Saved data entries

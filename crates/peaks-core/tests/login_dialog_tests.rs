use peaks_core::testing::StubAuthManager;
use peaks_core::{AuthManager, LoginDialog, SessionAuth};

mod given_a_logged_out_user {
    use super::*;

    #[test]
    fn dialog_is_shown() {
        let auth = StubAuthManager::new(false);
        assert!(LoginDialog::new(&auth).should_show_login_dialog());
    }

    #[test]
    fn dialog_hides_once_the_user_logs_in() {
        let auth = StubAuthManager::new(false);
        let dialog = LoginDialog::new(&auth);

        auth.set_logged_in(true);
        assert!(!dialog.should_show_login_dialog());
    }
}

mod given_a_logged_in_user {
    use super::*;

    #[test]
    fn dialog_is_hidden() {
        let auth = StubAuthManager::new(true);
        assert!(!LoginDialog::new(&auth).should_show_login_dialog());
    }

    #[test]
    fn dialog_returns_after_logout() {
        let auth = StubAuthManager::new(true);
        let dialog = LoginDialog::new(&auth);

        auth.set_logged_in(false);
        assert!(dialog.should_show_login_dialog());
    }
}

#[test]
fn test_dialog_accepts_any_auth_capability() {
    let stub = StubAuthManager::new(true);
    let session = SessionAuth::new();
    let capabilities: [&dyn AuthManager; 2] = [&stub, &session];

    let shown: Vec<bool> = capabilities
        .iter()
        .map(|auth| LoginDialog::new(*auth).should_show_login_dialog())
        .collect();
    assert_eq!(shown, vec![false, true]);
}

#[test]
fn test_querying_does_not_change_auth_state() {
    let auth = StubAuthManager::new(false);
    let dialog = LoginDialog::new(&auth);
    for _ in 0..3 {
        assert!(dialog.should_show_login_dialog());
    }
    assert!(!auth.is_logged_in());
}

◆ **DIRECTIONS FOR THIS TASK**: Please write out only the lines from the one containing "use peaks_core::testing::StubAuthManager;" to the end of the records above, exactly, both ends included.

◆ **YOUR RESPONSE**:
use peaks_core::testing::StubAuthManager;
use peaks_core::{AuthManager, LoginDialog, SessionAuth};

mod given_a_logged_out_user {
    use super::*;

    #[test]
    fn dialog_is_shown() {
        let auth = StubAuthManager::new(false);
        assert!(LoginDialog::new(&auth).should_show_login_dialog());
    }

    #[test]
    fn dialog_hides_once_the_user_logs_in() {
        let auth = StubAuthManager::new(false);
        let dialog = LoginDialog::new(&auth);

        auth.set_logged_in(true);
        assert!(!dialog.should_show_login_dialog());
    }
}

mod given_a_logged_in_user {
    use super::*;

    #[test]
    fn dialog_is_hidden() {
        let auth = StubAuthManager::new(true);
        assert!(!LoginDialog::new(&auth).should_show_login_dialog());
    }

    #[test]
    fn dialog_returns_after_logout() {
        let auth = StubAuthManager::new(true);
        let dialog = LoginDialog::new(&auth);

        auth.set_logged_in(false);
        assert!(dialog.should_show_login_dialog());
    }
}

#[test]
fn test_dialog_accepts_any_auth_capability() {
    let stub = StubAuthManager::new(true);
    let session = SessionAuth::new();
    let capabilities: [&dyn AuthManager; 2] = [&stub, &session];

    let shown: Vec<bool> = capabilities
        .iter()
        .map(|auth| LoginDialog::new(*auth).should_show_login_dialog())
        .collect();
    assert_eq!(shown, vec![false, true]);
}

#[test]
fn test_querying_does_not_change_auth_state() {
    let auth = StubAuthManager::new(false);
    let dialog = LoginDialog::new(&auth);
    for _ in 0..3 {
        assert!(dialog.should_show_login_dialog());
    }
    assert!(!auth.is_logged_in());
}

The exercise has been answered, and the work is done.